WHAT YOU HAVE TO DO:
From the entries below, retype only the lines from the one with "number at all." through the one with "let mut contents: Vec<Content> = history", exactly as written.
+ + + +
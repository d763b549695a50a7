//! Gemini Client
//!
//! Thin wrapper over the hosted `generateContent` REST endpoint. One
//! request per user action: no retries, no backoff, no response caching.

use std::sync::OnceLock;

use regex::Regex;
use reqwest::Client;
use serde::{Deserialize, Serialize};

use crate::ai::prompts::{self, DIAGRAM_SENTINEL};
use crate::ai::provider::{AiAssistant, AiConfig, Answer, PanelAudit};
use crate::ai::AiError;
use crate::project::model::{ChatMessage, ChatRole, Citation};
use async_trait::async_trait;

const API_BASE_URL: &str = "https://generativelanguage.googleapis.com/v1beta/models";
const IMAGE_MIME_TYPE: &str = "image/jpeg";

// Sampling temperatures per surface, matching how each is consumed:
// exploratory Q&A, cautious audits, near-deterministic OCR.
const QA_TEMPERATURE: f64 = 0.7;
const AUDIT_TEMPERATURE: f64 = 0.4;
const CHAT_TEMPERATURE: f64 = 0.3;
const REPORT_TEMPERATURE: f64 = 0.3;
const OCR_TEMPERATURE: f64 = 0.1;

#[derive(Debug, Serialize)]
struct GenerateRequest {
    contents: Vec<Content>,
    #[serde(rename = "systemInstruction", skip_serializing_if = "Option::is_none")]
    system_instruction: Option<Content>,
    #[serde(rename = "generationConfig")]
    generation_config: GenerationConfig,
    #[serde(skip_serializing_if = "Vec::is_empty")]
    tools: Vec<Tool>,
}

#[derive(Debug, Serialize)]
struct GenerationConfig {
    temperature: f64,
}

#[derive(Debug, Serialize)]
struct Tool {
    #[serde(rename = "googleSearch")]
    google_search: serde_json::Value,
}

impl Tool {
    fn web_search() -> Self {
        Tool {
            google_search: serde_json::json!({}),
        }
    }
}

#[derive(Debug, Serialize)]
struct Content {
    #[serde(skip_serializing_if = "Option::is_none")]
    role: Option<String>,
    parts: Vec<Part>,
}

impl Content {
    fn text(role: Option<&str>, text: impl Into<String>) -> Self {
        Content {
            role: role.map(str::to_string),
            parts: vec![Part {
                text: Some(text.into()),
                inline_data: None,
            }],
        }
    }

    fn image_with_text(image_base64: &str, text: impl Into<String>) -> Self {
        Content {
            role: Some("user".to_string()),
            parts: vec![
                Part {
                    text: None,
                    inline_data: Some(InlineData {
                        mime_type: IMAGE_MIME_TYPE.to_string(),
                        data: image_base64.to_string(),
                    }),
                },
                Part {
                    text: Some(text.into()),
                    inline_data: None,
                },
            ],
        }
    }
}

#[derive(Debug, Serialize)]
struct Part {
    #[serde(skip_serializing_if = "Option::is_none")]
    text: Option<String>,
    #[serde(rename = "inlineData", skip_serializing_if = "Option::is_none")]
    inline_data: Option<InlineData>,
}

#[derive(Debug, Serialize)]
struct InlineData {
    #[serde(rename = "mimeType")]
    mime_type: String,
    data: String,
}

#[derive(Debug, Deserialize)]
pub(crate) struct GenerateResponse {
    #[serde(default)]
    candidates: Vec<Candidate>,
}

#[derive(Debug, Deserialize)]
struct Candidate {
    #[serde(default)]
    content: Option<CandidateContent>,
    #[serde(rename = "groundingMetadata", default)]
    grounding_metadata: Option<GroundingMetadata>,
}

#[derive(Debug, Deserialize)]
struct CandidateContent {
    #[serde(default)]
    parts: Vec<CandidatePart>,
}

#[derive(Debug, Deserialize)]
struct CandidatePart {
    #[serde(default)]
    text: String,
}

#[derive(Debug, Deserialize)]
struct GroundingMetadata {
    #[serde(rename = "groundingChunks", default)]
    grounding_chunks: Vec<GroundingChunk>,
}

#[derive(Debug, Deserialize)]
struct GroundingChunk {
    #[serde(default)]
    web: Option<WebSource>,
}

#[derive(Debug, Deserialize)]
struct WebSource {
    #[serde(default)]
    uri: String,
    #[serde(default)]
    title: String,
}

/// Concatenated text of the first candidate.
pub(crate) fn extract_text(response: &GenerateResponse) -> Result<String, AiError> {
    let candidate = response.candidates.first().ok_or(AiError::EmptyResponse)?;
    let content = candidate.content.as_ref().ok_or(AiError::EmptyResponse)?;
    let text: String = content
        .parts
        .iter()
        .map(|p| p.text.as_str())
        .collect::<Vec<_>>()
        .join("");
    if text.is_empty() {
        return Err(AiError::EmptyResponse);
    }
    Ok(text)
}

/// Web sources the first candidate was grounded on.
pub(crate) fn extract_citations(response: &GenerateResponse) -> Vec<Citation> {
    let Some(candidate) = response.candidates.first() else {
        return Vec::new();
    };
    let Some(meta) = candidate.grounding_metadata.as_ref() else {
        return Vec::new();
    };
    meta.grounding_chunks
        .iter()
        .filter_map(|c| c.web.as_ref())
        .map(|w| Citation {
            title: w.title.clone(),
            uri: w.uri.clone(),
        })
        .collect()
}

/// Split an audit response at the diagram sentinel.
pub(crate) fn split_panel_report(text: &str) -> PanelAudit {
    match text.split_once(DIAGRAM_SENTINEL) {
        Some((narrative, diagram)) => PanelAudit {
            narrative: narrative.trim_end().to_string(),
            diagram: Some(diagram.trim().to_string()),
        },
        None => PanelAudit {
            narrative: text.to_string(),
            diagram: None,
        },
    }
}

/// First decimal number in the model's OCR output, comma normalized to
/// dot; empty when the output contains no number at all.
pub(crate) fn extract_reading(text: &str) -> String {
    static READING: OnceLock<Regex> = OnceLock::new();
    let re = READING.get_or_init(|| {
        Regex::new(r"[0-9]+([,.][0-9]+)?").expect("reading pattern is valid")
    });
    re.find(text)
        .map(|m| m.as_str().replace(',', "."))
        .unwrap_or_default()
}

fn history_contents(history: &[ChatMessage], message: &str) -> Vec<Content> {
    let mut contents: Vec<Content> = history
        .iter()
        .map(|m| {
            let role = match m.role {
                ChatRole::User => "user",
                ChatRole::Assistant => "model",
            };
            Content::text(Some(role), m.content.clone())
        })
        .collect();
    contents.push(Content::text(Some("user"), message));
    contents
}

/// Client for the hosted Gemini API.
pub struct GeminiClient {
    client: Client,
    config: AiConfig,
}

impl GeminiClient {
    pub fn new(config: AiConfig) -> Self {
        GeminiClient {
            client: Client::new(),
            config,
        }
    }

    pub fn from_env() -> Result<Self, AiError> {
        Ok(Self::new(AiConfig::from_env()?))
    }

    async fn generate(&self, request: &GenerateRequest) -> Result<GenerateResponse, AiError> {
        if self.config.api_key.is_empty() {
            return Err(AiError::MissingApiKey);
        }
        let url = format!(
            "{API_BASE_URL}/{}:generateContent?key={}",
            self.config.model, self.config.api_key
        );
        let response = self.client.post(&url).json(request).send().await?;

        let status = response.status();
        if !status.is_success() {
            let message = response.text().await.unwrap_or_default();
            tracing::warn!(status = status.as_u16(), "model request rejected");
            return Err(AiError::ApiError {
                status: status.as_u16(),
                message,
            });
        }

        response
            .json()
            .await
            .map_err(|e| AiError::ParseError(e.to_string()))
    }
}

#[async_trait]
impl AiAssistant for GeminiClient {
    async fn ask(&self, question: &str) -> Result<Answer, AiError> {
        let request = GenerateRequest {
            contents: vec![Content::text(None, question)],
            system_instruction: Some(Content::text(None, prompts::SYSTEM_PROMPT)),
            generation_config: GenerationConfig {
                temperature: QA_TEMPERATURE,
            },
            tools: vec![Tool::web_search()],
        };
        let response = self.generate(&request).await?;
        Ok(Answer {
            text: extract_text(&response)?,
            citations: extract_citations(&response),
        })
    }

    async fn audit_panel(
        &self,
        image_base64: &str,
        include_diagram: bool,
    ) -> Result<PanelAudit, AiError> {
        let request = GenerateRequest {
            contents: vec![Content::image_with_text(
                image_base64,
                prompts::panel_audit_prompt(include_diagram),
            )],
            system_instruction: None,
            generation_config: GenerationConfig {
                temperature: AUDIT_TEMPERATURE,
            },
            tools: Vec::new(),
        };
        let response = self.generate(&request).await?;
        Ok(split_panel_report(&extract_text(&response)?))
    }

    async fn read_instrument(&self, image_base64: &str) -> Result<String, AiError> {
        let request = GenerateRequest {
            contents: vec![Content::image_with_text(image_base64, prompts::OCR_PROMPT)],
            system_instruction: None,
            generation_config: GenerationConfig {
                temperature: OCR_TEMPERATURE,
            },
            tools: Vec::new(),
        };
        let response = self.generate(&request).await?;
        // A display with no readable digits is an empty string, not an error.
        Ok(extract_reading(&extract_text(&response)?))
    }

    async fn chat(&self, history: &[ChatMessage], message: &str) -> Result<String, AiError> {
        let request = GenerateRequest {
            contents: history_contents(history, message),
            system_instruction: Some(Content::text(None, prompts::TROUBLESHOOTING_SYSTEM_PROMPT)),
            generation_config: GenerationConfig {
                temperature: CHAT_TEMPERATURE,
            },
            tools: Vec::new(),
        };
        let response = self.generate(&request).await?;
        extract_text(&response)
    }

    async fn compose_report(&self, history: &[ChatMessage]) -> Result<String, AiError> {
        let request = GenerateRequest {
            contents: vec![Content::text(None, prompts::report_prompt(history))],
            system_instruction: None,
            generation_config: GenerationConfig {
                temperature: REPORT_TEMPERATURE,
            },
            tools: Vec::new(),
        };
        let response = self.generate(&request).await?;
        extract_text(&response)
    }
}

#[cfg(test)]
mod tests {
    use super::*;

    fn response_json(raw: &str) -> GenerateResponse {
        serde_json::from_str(raw).expect("fixture parses")
    }

    #[test]
    fn text_and_citations_come_from_first_candidate() {
        let response = response_json(
            r#"{
                "candidates": [{
                    "content": {"parts": [{"text": "Use a 40 mm"}, {"text": " tube."}]},
                    "groundingMetadata": {"groundingChunks": [
                        {"web": {"uri": "https://boe.es/itc-bt-21", "title": "ITC-BT-21"}},
                        {"retrievedContext": {}}
                    ]}
                }]
            }"#,
        );
        assert_eq!(extract_text(&response).unwrap(), "Use a 40 mm tube.");
        let citations = extract_citations(&response);
        assert_eq!(citations.len(), 1);
        assert_eq!(citations[0].title, "ITC-BT-21");
    }

    #[test]
    fn empty_candidates_are_an_error() {
        let response = response_json(r#"{"candidates": []}"#);
        assert!(matches!(
            extract_text(&response),
            Err(AiError::EmptyResponse)
        ));
        assert!(extract_citations(&response).is_empty());
    }

    #[test]
    fn panel_report_splits_at_sentinel() {
        let audit = split_panel_report("Narrative text.\n[DIAGRAM]\nL1--RCD--MCB1");
        assert_eq!(audit.narrative, "Narrative text.");
        assert_eq!(audit.diagram.as_deref(), Some("L1--RCD--MCB1"));

        let plain = split_panel_report("Narrative only.");
        assert_eq!(plain.diagram, None);
        assert_eq!(plain.narrative, "Narrative only.");
    }

    #[test]
    fn reading_extraction_normalizes_commas() {
        assert_eq!(extract_reading("The display shows 12,47 ohm"), "12.47");
        assert_eq!(extract_reading("0.35"), "0.35");
        assert_eq!(extract_reading("value: 230"), "230");
        assert_eq!(extract_reading("no digits here"), "");
    }

    #[test]
    fn chat_history_maps_roles_to_wire_names() {
        let history = vec![
            ChatMessage::user("no power"),
            ChatMessage::assistant("check the main breaker"),
        ];
        let contents = history_contents(&history, "it is on");
        assert_eq!(contents.len(), 3);
        assert_eq!(contents[0].role.as_deref(), Some("user"));
        assert_eq!(contents[1].role.as_deref(), Some("model"));
        assert_eq!(contents[2].role.as_deref(), Some("user"));
    }

    #[test]
    fn request_serializes_expected_shape() {
        let request = GenerateRequest {
            contents: vec![Content::image_with_text("QUJD", "describe")],
            system_instruction: None,
            generation_config: GenerationConfig { temperature: 0.4 },
            tools: vec![Tool::web_search()],
        };
        let json = serde_json::to_value(&request).unwrap();
        assert_eq!(json["contents"][0]["parts"][0]["inlineData"]["mimeType"], "image/jpeg");
        assert_eq!(json["contents"][0]["parts"][1]["text"], "describe");
        assert!(json["tools"][0]["googleSearch"].is_object());
        assert!(json.get("systemInstruction").is_none());
    }
}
+ + + +
EXERCISE RESULT:
/// dot; empty when the output contains no number at all.
pub(crate) fn extract_reading(text: &str) -> String {
    static READING: OnceLock<Regex> = OnceLock::new();
    let re = READING.get_or_init(|| {
        Regex::new(r"[0-9]+([,.][0-9]+)?").expect("reading pattern is valid")
    });
    re.find(text)
        .map(|m| m.as_str().replace(',', "."))
        .unwrap_or_default()
}

fn history_contents(history: &[ChatMessage], message: &str) -> Vec<Content> {
    let mut contents: Vec<Content> = history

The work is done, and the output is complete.